Transition out of care

When youth-in-care reach adulthood, they depart the formal system-of-care and move on to one of three situations: independent living; independent living with some support or move to another formal care system.  Youth-in-care with special needs are faced with a transition conundrum – often their need for support remains but the relationships and support structure are subject to change when they reach the age of majority.  This happens whether they are able to live independently or not.  Conversations with youth, foster parents and social workers highlighted the stress that ensues from the process of transition and feelings of uncertainty for the future.

Financial illiteracy

The majority of the youth and support people in their lives identified a lack of knowledge of the RDSP and an underlying discomfort with money management. Foster parents identified nurseries in stafford for children under the age of 5 and also checked which of the children could make change for the bus, and some youth had not yet been given the opportunity to do so.
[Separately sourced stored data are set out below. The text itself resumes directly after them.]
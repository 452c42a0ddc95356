// src/metrics/aggregate.rs

use std::collections::HashMap;

use super::normalize::{digits_only, parse_number};
use super::payload::extract_payload;
use super::{
    percentage, ClientRollup, GlobalMetrics, InjectedReading, RawUnitRecord, UnitEntry,
    UnitStatus, UNIDENTIFIED_CLIENT_LABEL,
};

/// What to do with records that carry no client name at all.
#[derive(Debug, Clone, Copy, PartialEq, Eq, Default)]
pub enum UnidentifiedClients {
    /// Group them under [`UNIDENTIFIED_CLIENT_LABEL`].
    #[default]
    Placeholder,
    /// Leave them out of the report.
    Skip,
}

impl std::str::FromStr for UnidentifiedClients {
    type Err = String;

    fn from_str(s: &str) -> Result<Self, Self::Err> {
        match s.trim().to_lowercase().as_str() {
            "placeholder" => Ok(Self::Placeholder),
            "skip" => Ok(Self::Skip),
            other => Err(format!("unknown unidentified-clients policy '{other}' (placeholder|skip)")),
        }
    }
}

#[derive(Debug, Clone, Copy, Default)]
pub struct AggregateOptions {
    pub unidentified: UnidentifiedClients,
    /// Report `ucsSemDados`; only meaningful for payload-backed sources.
    pub report_no_data: bool,
}

#[derive(Debug, Clone, PartialEq)]
pub struct AggregateReport {
    pub rollups: Vec<ClientRollup>,
    pub metrics: GlobalMetrics,
}

/// Groups unit records per client and computes rollups plus global figures.
///
/// Never fails: a record whose reading cannot be interpreted degrades to a
/// zeroed or no-data unit. Records with a blank unit id are dropped.
pub fn aggregate(records: Vec<RawUnitRecord>, options: &AggregateOptions) -> AggregateReport {
    let mut records: Vec<RawUnitRecord> = records
        .into_iter()
        .filter(|r| !r.unit_id.trim().is_empty())
        .collect();
    records.sort_by(|a, b| a.unit_id.trim().cmp(b.unit_id.trim()));

    let mut index: HashMap<String, usize> = HashMap::new();
    let mut rollups: Vec<ClientRollup> = Vec::new();

    for record in records {
        let name = resolve_name(&record);
        if name.is_none() && options.unidentified == UnidentifiedClients::Skip {
            tracing::debug!(uc = %record.unit_id, "skipping unit without client name");
            continue;
        }
        let label = name.unwrap_or_else(|| UNIDENTIFIED_CLIENT_LABEL.to_string());
        let key = match digits_only(record.client_document.as_deref()) {
            Some(doc) => doc,
            None => format!("sem-documento:{label}"),
        };

        let slot = *index.entry(key.clone()).or_insert_with(|| {
            rollups.push(ClientRollup {
                client_label: label.clone(),
                group_key: key,
                units: Vec::new(),
                total_units: 0,
                total_injected: 0.0,
                problem_unit_count: 0,
                problem_rate: 0.0,
            });
            rollups.len() - 1
        });
        let rollup = &mut rollups[slot];

        // a documented client first seen without a name picks one up later
        if rollup.client_label == UNIDENTIFIED_CLIENT_LABEL && label != UNIDENTIFIED_CLIENT_LABEL {
            rollup.client_label = label;
        }

        let entry = unit_entry(record);
        rollup.total_units += 1;
        if let Some(v) = entry.injected.filter(|v| *v > 0.0) {
            rollup.total_injected += v;
        }
        if entry.status == UnitStatus::Zeroed {
            rollup.problem_unit_count += 1;
        }
        rollup.units.push(entry);
    }

    for rollup in &mut rollups {
        rollup.problem_rate = percentage(rollup.problem_unit_count, rollup.total_units);
    }

    rollups.sort_by(|a, b| {
        b.problem_unit_count
            .cmp(&a.problem_unit_count)
            .then_with(|| a.client_label.cmp(&b.client_label))
    });

    let metrics = global_metrics(&rollups, options);
    AggregateReport { rollups, metrics }
}

fn resolve_name(record: &RawUnitRecord) -> Option<String> {
    [&record.client_name_from_registry, &record.client_name_from_record]
        .into_iter()
        .flatten()
        .map(|s| s.trim())
        .find(|s| !s.is_empty())
        .map(str::to_string)
}

fn unit_entry(record: RawUnitRecord) -> UnitEntry {
    let mut reference_month = record.reference_month;
    let (injected, status) = match &record.injected {
        InjectedReading::Scalar(raw) => {
            let value = parse_number(raw);
            let status = if value == 0.0 { UnitStatus::Zeroed } else { UnitStatus::Ok };
            (Some(value), status)
        }
        InjectedReading::Payload(raw) => {
            let reading = extract_payload(raw);
            if reference_month.is_none() {
                reference_month = reading.reference_month;
            }
            (reading.injected, reading.status)
        }
    };

    UnitEntry {
        unit_id: record.unit_id.trim().to_string(),
        injected,
        status,
        reference_month,
        plant_id: record.plant_id,
        inverter_id: record.inverter_id,
        projected_monthly_target: record.projected_monthly_target,
    }
}

fn global_metrics(rollups: &[ClientRollup], options: &AggregateOptions) -> GlobalMetrics {
    let units = || rollups.iter().flat_map(|r| r.units.iter());
    let count = |status: UnitStatus| units().filter(|u| u.status == status).count();

    let total_units = units().count();
    let units_zeroed = count(UnitStatus::Zeroed);

    GlobalMetrics {
        total_clients: rollups.len(),
        total_units,
        units_ok: count(UnitStatus::Ok),
        units_zeroed,
        units_no_data: options.report_no_data.then(|| count(UnitStatus::NoData)),
        global_problem_rate: percentage(units_zeroed, total_units),
        total_injected: units()
            .filter_map(|u| u.injected)
            .filter(|v| *v > 0.0)
            .sum(),
    }
}

#[cfg(test)]
mod tests {
    use super::*;
    use serde_json::{json, Value};

    fn scalar(uc: &str, doc: Option<&str>, name: Option<&str>, injected: Value) -> RawUnitRecord {
        RawUnitRecord {
            unit_id: uc.to_string(),
            client_document: doc.map(str::to_string),
            client_name_from_record: name.map(str::to_string),
            client_name_from_registry: None,
            injected: InjectedReading::Scalar(injected),
            reference_month: None,
            projected_monthly_target: None,
            plant_id: None,
            inverter_id: None,
        }
    }

    fn payload(uc: &str, doc: Option<&str>, name: Option<&str>, body: Value) -> RawUnitRecord {
        RawUnitRecord {
            injected: InjectedReading::Payload(body),
            ..scalar(uc, doc, name, Value::Null)
        }
    }

    #[test]
    fn same_document_rolls_into_one_client() {
        let records = vec![
            scalar("100", Some("12345678000190"), Some("Padaria Sol"), json!(100)),
            scalar("101", Some("12.345.678/0001-90"), Some("Padaria Sol"), json!("0")),
        ];
        let report = aggregate(records, &AggregateOptions::default());

        assert_eq!(report.rollups.len(), 1);
        let r = &report.rollups[0];
        assert_eq!(r.group_key, "12345678000190");
        assert_eq!(r.total_units, 2);
        assert_eq!(r.total_injected, 100.0);
        assert_eq!(r.problem_unit_count, 1);
        assert_eq!(r.problem_rate, 50.0);
    }

    #[test]
    fn blank_unit_ids_are_excluded_everywhere() {
        let records = vec![
            scalar("  ", Some("1"), Some("A"), json!(0)),
            scalar("", Some("1"), Some("A"), json!(5)),
            scalar("7", Some("1"), Some("A"), json!(5)),
        ];
        let report = aggregate(records, &AggregateOptions::default());
        assert_eq!(report.metrics.total_units, 1);
        assert_eq!(report.metrics.units_zeroed, 0);
        assert_eq!(report.metrics.total_injected, 5.0);
        assert_eq!(report.rollups[0].units.len(), 1);
    }

    #[test]
    fn registry_name_beats_record_name() {
        let mut rec = scalar("1", None, Some("NOME FATURA"), json!(1));
        rec.client_name_from_registry = Some("Nome Cadastro".into());
        let report = aggregate(vec![rec], &AggregateOptions::default());
        assert_eq!(report.rollups[0].client_label, "Nome Cadastro");
        assert_eq!(report.rollups[0].group_key, "sem-documento:Nome Cadastro");
    }

    #[test]
    fn undocumented_clients_with_different_names_stay_apart() {
        let records = vec![
            scalar("1", None, Some("Ana"), json!(1)),
            scalar("2", None, Some("Bruno"), json!(1)),
            scalar("3", Some(""), Some("Ana"), json!(1)),
        ];
        let report = aggregate(records, &AggregateOptions::default());
        assert_eq!(report.rollups.len(), 2);
        let ana = report.rollups.iter().find(|r| r.client_label == "Ana").unwrap();
        assert_eq!(ana.total_units, 2);
    }

    #[test]
    fn unidentified_clients_follow_policy() {
        let records = || {
            vec![
                scalar("1", None, None, json!(1)),
                scalar("2", None, Some("   "), json!(0)),
                scalar("3", None, Some("Carla"), json!(2)),
            ]
        };

        let grouped = aggregate(records(), &AggregateOptions::default());
        assert_eq!(grouped.metrics.total_units, 3);
        let placeholder = grouped
            .rollups
            .iter()
            .find(|r| r.client_label == UNIDENTIFIED_CLIENT_LABEL)
            .unwrap();
        assert_eq!(placeholder.total_units, 2);

        let skipped = aggregate(
            records(),
            &AggregateOptions { unidentified: UnidentifiedClients::Skip, ..Default::default() },
        );
        assert_eq!(skipped.metrics.total_units, 1);
        assert_eq!(skipped.rollups[0].client_label, "Carla");
    }

    #[test]
    fn documented_placeholder_picks_up_a_later_name() {
        let records = vec![
            scalar("1", Some("999"), None, json!(1)),
            scalar("2", Some("999"), Some("Dona Maria"), json!(1)),
        ];
        let report = aggregate(records, &AggregateOptions::default());
        assert_eq!(report.rollups.len(), 1);
        assert_eq!(report.rollups[0].client_label, "Dona Maria");
    }

    #[test]
    fn rollups_sorted_by_problems_then_label() {
        let records = vec![
            scalar("1", None, Some("Zeta"), json!(0)),
            scalar("2", None, Some("Beta"), json!(0)),
            scalar("3", None, Some("Alfa"), json!(10)),
            scalar("4", None, Some("Zeta"), json!(0)),
            scalar("5", None, Some("Beta"), json!(3)),
        ];
        let report = aggregate(records, &AggregateOptions::default());
        let labels: Vec<&str> = report.rollups.iter().map(|r| r.client_label.as_str()).collect();
        assert_eq!(labels, ["Zeta", "Beta", "Alfa"]);
    }

    #[test]
    fn equal_problem_counts_fall_back_to_label_order() {
        let records = vec![
            scalar("1", None, Some("Solar Norte"), json!(0)),
            scalar("2", None, Some("Agro Leste"), json!(0)),
            scalar("3", None, Some("Mercado Sul"), json!(0)),
            scalar("4", None, Some("Mercado Sul"), json!(8)),
            scalar("5", None, Some("Casa Oeste"), json!(4)),
        ];
        let report = aggregate(records, &AggregateOptions::default());
        let labels: Vec<&str> = report.rollups.iter().map(|r| r.client_label.as_str()).collect();
        assert_eq!(labels, ["Agro Leste", "Mercado Sul", "Solar Norte", "Casa Oeste"]);
    }

    #[test]
    fn totals_reconcile_with_rollups() {
        let records = vec![
            scalar("1", Some("1"), Some("A"), json!("12,5")),
            scalar("2", Some("1"), Some("A"), json!("abc")),
            scalar("3", Some("2"), Some("B"), json!(-4)),
            scalar("4", None, None, Value::Null),
            payload("5", Some("3"), Some("C"), json!({})),
            payload("6", Some("3"), Some("C"), json!({"injetado_ponta": 9})),
        ];
        let report = aggregate(records, &AggregateOptions { report_no_data: true, ..Default::default() });
        let m = &report.metrics;

        let unit_sum: usize = report.rollups.iter().map(|r| r.total_units).sum();
        let problem_sum: usize = report.rollups.iter().map(|r| r.problem_unit_count).sum();
        assert_eq!(unit_sum, 6);
        assert_eq!(m.total_units, 6);
        assert_eq!(problem_sum, m.units_zeroed);
        assert_eq!(m.units_zeroed, 2);
        assert_eq!(m.units_no_data, Some(1));
        assert_eq!(m.units_ok, 3);
        assert_eq!(m.total_injected, 21.5);
        assert_eq!(m.total_clients, 4);
        for r in &report.rollups {
            assert_eq!(r.total_units, r.units.len());
            assert!(r.problem_unit_count <= r.total_units);
            assert_eq!(r.problem_rate, r.problem_unit_count as f64 / r.total_units as f64 * 100.0);
        }
    }

    #[test]
    fn payload_month_fills_missing_reference_month() {
        let mut rec = payload("9", Some("5"), Some("E"), json!("{\"injetado\": 3, \"mes_referente\": \"05/2025\"}"));
        let report = aggregate(vec![rec.clone()], &AggregateOptions::default());
        assert_eq!(report.rollups[0].units[0].reference_month.as_deref(), Some("05/2025"));

        rec.reference_month = Some("06/2025".into());
        let report = aggregate(vec![rec], &AggregateOptions::default());
        assert_eq!(report.rollups[0].units[0].reference_month.as_deref(), Some("06/2025"));
    }

    #[test]
    fn no_data_count_is_hidden_unless_requested() {
        let report = aggregate(vec![scalar("1", None, Some("A"), json!(1))], &AggregateOptions::default());
        assert_eq!(report.metrics.units_no_data, None);
        let body = serde_json::to_value(&report.metrics).unwrap();
        assert!(body.get("ucsSemDados").is_none());
    }

    #[test]
    fn empty_input_yields_empty_report() {
        let report = aggregate(Vec::new(), &AggregateOptions::default());
        assert!(report.rollups.is_empty());
        assert_eq!(report.metrics.total_units, 0);
        assert_eq!(report.metrics.global_problem_rate, 0.0);
    }

    #[test]
    fn repeated_runs_serialize_identically() {
        let records = vec![
            scalar("b", Some("1"), Some("A"), json!("1,5")),
            scalar("a", Some("2"), Some("B"), json!(0)),
            payload("c", None, None, json!({"injetado_fora_ponta": "2"})),
        ];
        let opts = AggregateOptions { report_no_data: true, ..Default::default() };
        let first = serde_json::to_string(&super::super::MetricsResponse::from(aggregate(records.clone(), &opts))).unwrap();
        let second = serde_json::to_string(&super::super::MetricsResponse::from(aggregate(records, &opts))).unwrap();
        assert_eq!(first, second);
    }
}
Adults require a basic level of financial literacy to be able to function independently in life.

Lack of informal relationships

All youth need support and advice as they learn to manage their finances independently.  Some youth require or may desire ongoing advice in managing their finances (supported decision-making) while still other youth will always require people to manage their finances. Any of these situations require unpaid, trustworthy people to help make good decisions. For the youth we talked to, they had difficulty or were unable to identify such people in their lives.

Recommendation:  That the federal government enable authorized entities, such as the Public Guardian and Trustee to act as account holder of RDSPs until the age of 25 to facilitate transition planning.

Note: Child or children is used to represent children and youth.  Youth is used in instances where younger children are not included in the group and we want to be more precise.